On 4 June 1917 Mr W Hale wrote from Tewin Hill Farm:-

I consider it not in the National Interests to plough up any grass land on this farm.  A lot of this grassland is not suitable for corn growing owing in some cases to the natural poor quality of the soil, hilly fields, small size of fields, lying under the woods and being overrun with rabbits and game besides being needed to maintain 50 head of cows and heifers 54 other stock and horses.”

However the Defence of the Realm Act was brought into play and under “The cultivation of Lands Order”  he was instructed on 8 August 1917 “To plough up before 30 Nov 1917, cultivate and sow with corn for the harvest of 1918 fields known as “Rye Hills” Longfield and Appletons“.

Colonel Abel Smith, owner of Chelsings Farm, Ware, was informed by the Committee

We viewed this farm on the 23rd of February 1917 and beg to report as follows.  That in our opinion the farm is being very badly farmed….. and advise that a new tenant be obtained as soon as possible”.  Colonel Abel Smith wrote that “As owner I agree generally with this report and undertake that steps will be taken to carry out recommendations”.

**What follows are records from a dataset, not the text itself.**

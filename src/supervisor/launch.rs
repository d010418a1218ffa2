use super::error::SupervisorError;
use super::escape::{join_arguments, split_argument_line};
use clap::ValueEnum;
use serde::Serialize;
use std::path::{Path, PathBuf};
use std::process::Command;

/// How the helper executable is started.
#[derive(Debug, Clone, Copy, PartialEq, Eq, Default, ValueEnum, Serialize)]
#[serde(rename_all = "lowercase")]
pub enum LaunchMode {
    /// Direct when the helper is a native executable, interpreted otherwise.
    #[default]
    Auto,
    Direct,
    /// Run through the host runtime's interpreter (`mono helper.exe`).
    Interpreted,
}

impl LaunchMode {
    pub fn label(self) -> &'static str {
        match self {
            LaunchMode::Auto => "auto",
            LaunchMode::Direct => "direct",
            LaunchMode::Interpreted => "interpreted",
        }
    }
}

/// Whether the platform can execute `path` without an interpreter.
pub fn is_native_executable(path: &Path) -> bool {
    let is_exe = path
        .extension()
        .is_some_and(|ext| ext.eq_ignore_ascii_case("exe"));

    #[cfg(unix)]
    {
        use std::os::unix::fs::PermissionsExt;
        if is_exe {
            return false;
        }
        path.metadata()
            .map(|meta| meta.is_file() && meta.permissions().mode() & 0o111 != 0)
            .unwrap_or(false)
    }

    #[cfg(not(unix))]
    {
        is_exe
    }
}

#[derive(Debug, Clone, PartialEq, Eq)]
pub struct LaunchSpec {
    pub helper: PathBuf,
    pub mode: LaunchMode,
    /// Interpreter program followed by its own arguments.
    pub interpreter: Vec<String>,
    /// Extra arguments handed to the helper itself.
    pub helper_args: Vec<String>,
}

impl LaunchSpec {
    pub fn new(helper: impl Into<PathBuf>) -> Self {
        Self {
            helper: helper.into(),
            mode: LaunchMode::Auto,
            interpreter: vec!["mono".to_string()],
            helper_args: Vec::new(),
        }
    }

    pub fn resolved_mode(&self) -> LaunchMode {
        match self.mode {
            LaunchMode::Auto if is_native_executable(&self.helper) => LaunchMode::Direct,
            LaunchMode::Auto => LaunchMode::Interpreted,
            mode => mode,
        }
    }

    /// Build the program plus a single escaped argument string.
    pub fn command_line(&self) -> Result<CommandLine, SupervisorError> {
        let helper = self.helper.to_string_lossy().to_string();
        match self.resolved_mode() {
            LaunchMode::Interpreted => {
                let (program, interpreter_args) = self
                    .interpreter
                    .split_first()
                    .ok_or(SupervisorError::EmptyInterpreter)?;
                let mut args: Vec<&str> = interpreter_args.iter().map(String::as_str).collect();
                args.push(&helper);
                args.extend(self.helper_args.iter().map(String::as_str));
                Ok(CommandLine {
                    program: PathBuf::from(program),
                    arguments: join_arguments(&args),
                    mode: LaunchMode::Interpreted,
                })
            }
            _ => Ok(CommandLine {
                program: self.helper.clone(),
                arguments: join_arguments(&self.helper_args),
                mode: LaunchMode::Direct,
            }),
        }
    }
}

/// A resolved invocation: never `Auto`.
#[derive(Debug, Clone, PartialEq, Eq, Serialize)]
pub struct CommandLine {
    pub program: PathBuf,
    pub arguments: String,
    pub mode: LaunchMode,
}

impl CommandLine {
    pub fn argv(&self) -> Result<Vec<String>, SupervisorError> {
        Ok(split_argument_line(&self.arguments)?)
    }

    pub fn to_command(&self) -> Result<Command, SupervisorError> {
        let mut cmd = Command::new(&self.program);
        cmd.args(self.argv()?);
        Ok(cmd)
    }
}
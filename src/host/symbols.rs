use crate::layout::HostPlatform;
use std::fmt;
use thiserror::Error;

pub const BASELINE_SYMBOL: &str = "UNITY_STANDALONE";
pub const DEBUG_SYMBOL: &str = "DEVELOPMENT_BUILD";

/// Known host release lines, oldest first. Each yields `UNITY_<M>_<m>_OR_NEWER`
/// when the host is at or past `<M>.<m>.0`.
pub const RELEASE_LINES: &[(u32, u32)] = &[
    (5, 3),
    (5, 4),
    (5, 5),
    (5, 6),
    (2017, 1),
    (2017, 2),
    (2017, 3),
    (2017, 4),
    (2018, 1),
    (2018, 2),
    (2018, 3),
    (2018, 4),
    (2019, 1),
    (2019, 2),
    (2019, 3),
    (2019, 4),
    (2020, 1),
    (2020, 2),
    (2020, 3),
    (2021, 1),
    (2021, 2),
    (2021, 3),
    (2022, 1),
    (2022, 2),
    (2022, 3),
    (2023, 1),
    (2023, 2),
];

#[derive(Debug, Clone, PartialEq, Eq, Error)]
#[error("invalid host version '{raw}': expected <major>.<minor>.<patch>[b|f|p<build>]")]
pub struct VersionError {
    pub raw: String,
}

/// Host engine version such as `2019.4.1f1`.
#[derive(Debug, Clone, Copy, PartialEq, Eq, PartialOrd, Ord)]
pub struct HostVersion {
    pub major: u32,
    pub minor: u32,
    pub patch: u32,
}

impl HostVersion {
    /// Split on `.`, `b`, `f` and `p`; the first three fields must be numeric.
    /// Anything after the patch (the build suffix) is ignored.
    pub fn parse(raw: &str) -> Result<Self, VersionError> {
        let invalid = || VersionError {
            raw: raw.to_string(),
        };
        let mut fields = raw.trim().split(['.', 'b', 'f', 'p']);
        let mut next = || -> Result<u32, VersionError> {
            fields
                .next()
                .and_then(|field| field.parse().ok())
                .ok_or_else(invalid)
        };
        Ok(Self {
            major: next()?,
            minor: next()?,
            patch: next()?,
        })
    }

    pub fn is_at_least(&self, major: u32, minor: u32) -> bool {
        (self.major, self.minor, self.patch) >= (major, minor, 0)
    }
}

impl fmt::Display for HostVersion {
    fn fmt(&self, f: &mut fmt::Formatter<'_>) -> fmt::Result {
        write!(f, "{}.{}.{}", self.major, self.minor, self.patch)
    }
}

/// Preprocessor symbols for a host, in the order they are sent.
pub fn derive_symbols(
    platform: HostPlatform,
    version: HostVersion,
    debug_build: bool,
) -> Vec<String> {
    let mut symbols = vec![
        BASELINE_SYMBOL.to_string(),
        platform.platform_symbol().to_string(),
    ];
    if debug_build {
        symbols.push(DEBUG_SYMBOL.to_string());
    }
    let HostVersion {
        major,
        minor,
        patch,
    } = version;
    symbols.push(format!("UNITY_{major}"));
    symbols.push(format!("UNITY_{major}_{minor}"));
    symbols.push(format!("UNITY_{major}_{minor}_{patch}"));
    symbols.extend(
        RELEASE_LINES
            .iter()
            .filter(|(m, n)| version.is_at_least(*m, *n))
            .map(|(m, n)| format!("UNITY_{m}_{n}_OR_NEWER")),
    );
    symbols
}
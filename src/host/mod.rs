//! Host-side session driver.
//!
//! Turns the files on disk into one ordered action plan: derived symbols
//! first, then sources, then references in category order, then the
//! optional compatibility shim. [`run_session`] pushes that plan through a
//! [`HelperChannel`](crate::supervisor::HelperChannel) and routes the single
//! result to a [`LibraryLoader`] or a [`DiagnosticSink`].

mod collaborators;
mod discovery;
mod plan;
mod session;
mod symbols;


pub use collaborators::{
    CollectingSink, DiagnosticSink, FileLoader, LibraryLoader, MemoryLoader, TeeSink, TracingSink,
};
pub use discovery::{
    discover, scan, Discovered, DiscoveryRoots, RootCategory, REFERENCE_EXTENSION,
    SOURCE_EXTENSION,
};
pub use plan::{HostIdentity, SessionPlan};
pub use session::{
    compile_mods, run_session, HostError, HostRequest, SessionOutcome, SessionReport,
};
pub use symbols::{
    derive_symbols, HostVersion, VersionError, BASELINE_SYMBOL, DEBUG_SYMBOL, RELEASE_LINES,
};
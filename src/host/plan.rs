use super::discovery::Discovered;
use super::symbols::{derive_symbols, HostVersion};
use crate::layout::{HostPlatform, MICRO_RUNTIME_KEY};
use crate::protocol::ActionFrame;
use serde::Serialize;

/// What the host knows about itself when a session starts.
#[derive(Debug, Clone, PartialEq, Eq)]
pub struct HostIdentity {
    pub platform: HostPlatform,
    pub version: HostVersion,
    pub debug_build: bool,
    /// Public-key token of the host's core runtime, lowercase hex.
    pub runtime_key: Option<String>,
}

impl HostIdentity {
    pub fn needs_compatibility_shim(&self) -> bool {
        self.runtime_key
            .as_deref()
            .is_some_and(|key| key.trim().eq_ignore_ascii_case(MICRO_RUNTIME_KEY))
    }
}

/// Configuration frames for one session, in send order. `Compile` and
/// `Finish` are not part of the plan; the session driver adds them.
#[derive(Debug, Clone, Default, PartialEq, Eq, Serialize)]
pub struct SessionPlan {
    frames: Vec<ActionFrame>,
}

impl SessionPlan {
    pub fn build(identity: &HostIdentity, discovered: &Discovered) -> Self {
        let mut frames: Vec<ActionFrame> =
            derive_symbols(identity.platform, identity.version, identity.debug_build)
                .into_iter()
                .map(ActionFrame::AddPreprocessorSymbol)
                .collect();
        frames.extend(
            discovered
                .sources
                .iter()
                .map(|path| ActionFrame::AddSourceFile(path.to_string_lossy().to_string())),
        );
        frames.extend(
            discovered
                .references
                .iter()
                .map(|path| ActionFrame::AddReference(path.to_string_lossy().to_string())),
        );
        if identity.needs_compatibility_shim() {
            frames.push(ActionFrame::EnableCompatibilityShim);
        }
        Self { frames }
    }

    pub fn frames(&self) -> &[ActionFrame] {
        &self.frames
    }

    pub fn source_count(&self) -> usize {
        self.frames
            .iter()
            .filter(|frame| matches!(frame, ActionFrame::AddSourceFile(_)))
            .count()
    }

    /// Every frame the host will write, one JSON object per line.
    pub fn to_json_lines(&self) -> Result<String, serde_json::Error> {
        let mut out = String::new();
        for frame in self
            .frames
            .iter()
            .chain([&ActionFrame::Compile, &ActionFrame::Finish])
        {
            out.push_str(&serde_json::to_string(frame)?);
            out.push('\n');
        }
        Ok(out)
    }
}
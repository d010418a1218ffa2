//! Out-of-process mod compilation.
//!
//! The host (`modforge`) discovers sources and references, launches the
//! helper (`modforge-compiler`) and drives it over a framed binary protocol on
//! the helper's stdin/stdout. The helper accumulates one [`session`] and
//! answers a single `Compile` with either a library image or diagnostics.

pub mod compiler;
pub mod config;
pub mod driver;
pub mod host;
pub mod layout;
pub mod protocol;
pub mod session;
pub mod supervisor;
pub mod telemetry;
use crate::config::LoggingFlags;
use std::env;
use std::fs::OpenOptions;
use std::path::PathBuf;
use std::sync::OnceLock;
use tracing_subscriber::fmt::time::UtcTime;

static TRACING_INIT: OnceLock<()> = OnceLock::new();

/// JSON trace log location; `MODFORGE_TRACE_LOG` overrides the temp-dir default.
pub fn tracing_log_path() -> PathBuf {
    env::var("MODFORGE_TRACE_LOG")
        .map(PathBuf::from)
        .unwrap_or_else(|_| env::temp_dir().join("modforge_trace.jsonl"))
}

/// Install the global subscriber once. Output only ever goes to the log file,
/// never stdout, which carries protocol frames in the helper.
pub fn init_tracing(flags: &impl LoggingFlags) {
    if !flags.logging_enabled() {
        return;
    }

    let _ = TRACING_INIT.get_or_init(|| {
        let path = tracing_log_path();
        let file = match OpenOptions::new().create(true).append(true).open(&path) {
            Ok(file) => file,
            Err(_) => return,
        };
        let subscriber = tracing_subscriber::fmt()
            .json()
            .with_timer(UtcTime::rfc_3339())
            .with_writer(file)
            .with_current_span(true)
            .with_span_list(false)
            .finish();
        let _ = tracing::subscriber::set_global_default(subscriber);
    });
}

Some leniency was shown towards Bishop’s Stortford Golf Links.  They received an order to plough up forthwith, cultivate and sow with corn for the harvest of 1918, 50 acres of land forming a portion of the northern section of course lying between the Great Eastern Railway and the Dunmow road.  It was recognised that “In view of the time and cost incurred in preparing the 9 “Greens” we think that they may be preserved and the small clumps of trees but about 25 of the bunkers and obstacles should be levelled in order to give reasonable opportunity for proper cultivation“.  No action was proposed on the 9 holes next to the club house which were still in use.

The largest estate in this set of papers was Lord Desborough’s Panshanger estate with land and some twenty farms including Attimore Hall Farm and Upper and Lower Handside Farms.  The farms have gone but the names are remembered in Welwyn Garden City.

Welwyn Garden City




The names of the occupiers of the farms on the Panshanger estate in 1917 can be found in Hertfordshire Names Online

Enter Panshanger as the keyword and the names are in the Miscellaneous category.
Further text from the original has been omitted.